Luego de las líneas anteriores sería totalmente injusto no mencionar lo que le debo a mi padre y no a Julio Cortázar. Y que es el descubrimiento del jazz y de la joya mayor del género: la improvisación en una libertad casi obligatoria, que en seguida entendí y adopté como algo consustancial a la escritura narrativa de nuestro tiempo –que había sido ya el de Laurence Sterne. El jazz de gusto paterno lo escuchaba desde niño, junto al gorjeo de las palomas de competencia que también lo atrajeron y dormían de pie, en una pata, sobre mi cuarto. Ya fuera en plan soft como cool –el free vendría mucho más adelante–, esta música me iba ganando poco a poco durante el duermevela y el primer sueño, que me alcanzaban mientras la cena de mis padres seguía hasta las tantas. Después de esta rutina periódica se entenderá que para mí resultaría de lo más natural el aplicar la improvisación a la escritura creativa. Play it by ear, expresión de origen musical cara a mi hermana Patricia, en el fondo a lo que invita es a ir a nuestro aire; o sea, a interpretar, a improvisar, a jugar todo el tiempo con las propuestas de la vida. Y ésta es desde luego la marca de agua de mi trabajo literario. Sobre lo último quisiera subrayar que mucho antes de leer a George Perec fue con Héctor el viejo, inicio de la saga familiar, con quien descubrí el arte del juego en su forma más pura, arriesgada, fascinante.
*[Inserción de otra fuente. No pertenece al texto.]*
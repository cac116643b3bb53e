use criterion::{black_box, criterion_group, criterion_main, Criterion};
use latplan_collections::create_ref_type;
use latplan_collections::pool::Pool;
use rand::rngs::StdRng;
use rand::{Rng, SeedableRng};

create_ref_type!(Id);

fn churn(pool: &mut Pool<Id, u64>, values: &[u64]) {
    let keys: Vec<Id> = values.iter().map(|&v| pool.alloc(v)).collect();
    for k in keys {
        pool.release(k);
    }
}

pub fn criterion_benchmark(c: &mut Criterion) {
    let mut rng = StdRng::seed_from_u64(79837224973);
    for &n in &[100, 1000, 10000] {
        let values: Vec<u64> = (0..n).map(|_| rng.random()).collect();
        let mut pool: Pool<Id, u64> = Pool::with_capacity(n);
        let name = format!("pool-alloc-release-{}", n);
        c.bench_function(&name, |b| b.iter(|| churn(&mut pool, black_box(&values))));
    }
}

criterion_group!(benches, criterion_benchmark);

criterion_main!(benches);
Ésa en que se apuesta el todo por el todo en cada lance de dados.

Apasionado de las carreras de caballos y ambidiestro como era, Héctor mi padre jugaba el yoyo a dos manos, lanzando ambos juguetes con pericia de baterista, cirquero o piloto de combate. Un objeto volaba hacia un lado mientras el otro iba en sentido opuesto durante su maniobra. Y él siempre los atraía hacia sus manos sin dejar de enrollar, una y otra vez, cada platillo doble en su propia cuerda… para luego lanzarlos de nuevo y dejar que su vuelo se entrecruzara ya sin reglas, por tiempo indefinido, en total independencia. Pero también así jugaba ping pong, el otro juego que aunque suene a chino no lo es, sino británico. Lo hacía con una raqueta que parecían dos al lanzarla sin aviso de una mano a la otra; de la otra a la primera. Para en seguida, tras las fintas, engaños y truculencias del tirador de penaltis, terminar por liquidar al oponente sin que éste se hubiera enterado siquiera por la velocidad de la pelota.

Qué no hubiera dado yo en el pasado, aspiración que mantengo viva aún, por simultanear la creación ensayística y narrativa con el arte doble con que mi padre logró reinventar los juegos más divertidos de la infancia, y con esto conseguir que todo lo inimaginable, lo innombrable, lo imposible pudiera ser, en un abrir y cerrar de ojos, absolutamente real. Como lo fue en su momento y lo sigue siendo hoy la palabra Liberté en la visión ilimitada de Paul Éluard.

 

Roma, otoño de 2019

 

* Ensayo leído durante la entrega del Premio Internacional Alfonso Reyes 2019, en la Capilla Alfonsina de la uanl. Diciembre de 2019.